Exercise>
Repeat the data below in full and exactly.

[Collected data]
########

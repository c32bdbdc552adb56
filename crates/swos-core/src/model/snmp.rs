// ── SNMP (`/snmp.b`) ──

use serde::{Deserialize, Serialize};
use swos_wire::{RawValue, WireValue};

use crate::codec::{Feature, Writable};
use crate::endpoint::Endpoint;
use crate::error::CoreError;
use crate::field::{Decoder, Encoder, FieldKind, FieldSpec};

pub(crate) const FIELDS: &[FieldSpec] = &[
    FieldSpec::new("en", "enabled", FieldKind::Flag).writable(),
    FieldSpec::new("com", "community", FieldKind::HexText)
        .optional()
        .writable(),
    FieldSpec::new("ci", "contact", FieldKind::HexText)
        .optional()
        .writable(),
    FieldSpec::new("loc", "location", FieldKind::HexText)
        .optional()
        .writable(),
];

#[derive(Debug, Clone, Default, PartialEq, Eq, Serialize, Deserialize)]
pub struct SnmpSettings {
    pub enabled: bool,
    pub community: String,
    pub contact: String,
    pub location: String,
}

impl Feature for SnmpSettings {
    const ENDPOINT: Endpoint = Endpoint::Snmp;

    fn decode(raw: &RawValue, cx: &Decoder<'_>) -> Result<Self, CoreError> {
        let f = cx.fields(raw)?;
        Ok(Self {
            enabled: f.get("enabled")?,
            community: f.get("community")?,
            contact: f.get("contact")?,
            location: f.get("location")?,
        })
    }
}

impl Writable for SnmpSettings {
    fn encode(&self, cx: &Encoder<'_>) -> Result<WireValue, CoreError> {
        let mut w = cx.writer();
        w.set("enabled", self.enabled)?;
        w.set("community", self.community.as_str())?;
        w.set("contact", self.contact.as_str())?;
        w.set("location", self.location.as_str())?;
        Ok(w.finish())
    }
}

########

Reply to the task>
repository c32bdbdc552adb56
filename crates/swos-core/src/model/snmp.rs
// ── SNMP (`/snmp.b`) ──

use serde::{Deserialize, Serialize};
use swos_wire::{RawValue, WireValue};

use crate::codec::{Feature, Writable};
use crate::endpoint::Endpoint;
use crate::error::CoreError;
use crate::field::{Decoder, Encoder, FieldKind, FieldSpec};

pub(crate) const FIELDS: &[FieldSpec] = &[
    FieldSpec::new("en", "enabled", FieldKind::Flag).writable(),
    FieldSpec::new("com", "community", FieldKind::HexText)
        .optional()
        .writable(),
    FieldSpec::new("ci", "contact", FieldKind::HexText)
        .optional()
        .writable(),
    FieldSpec::new("loc", "location", FieldKind::HexText)
        .optional()
        .writable(),
];

#[derive(Debug, Clone, Default, PartialEq, Eq, Serialize, Deserialize)]
pub struct SnmpSettings {
    pub enabled: bool,
    pub community: String,
    pub contact: String,
    pub location: String,
}

impl Feature for SnmpSettings {
    const ENDPOINT: Endpoint = Endpoint::Snmp;

    fn decode(raw: &RawValue, cx: &Decoder<'_>) -> Result<Self, CoreError> {
        let f = cx.fields(raw)?;
        Ok(Self {
            enabled: f.get("enabled")?,
            community: f.get("community")?,
            contact: f.get("contact")?,
            location: f.get("location")?,
        })
    }
}

impl Writable for SnmpSettings {
    fn encode(&self, cx: &Encoder<'_>) -> Result<WireValue, CoreError> {
        let mut w = cx.writer();
        w.set("enabled", self.enabled)?;
        w.set("community", self.community.as_str())?;
        w.set("contact", self.contact.as_str())?;
        w.set("location", self.location.as_str())?;
        Ok(w.finish())
    }
}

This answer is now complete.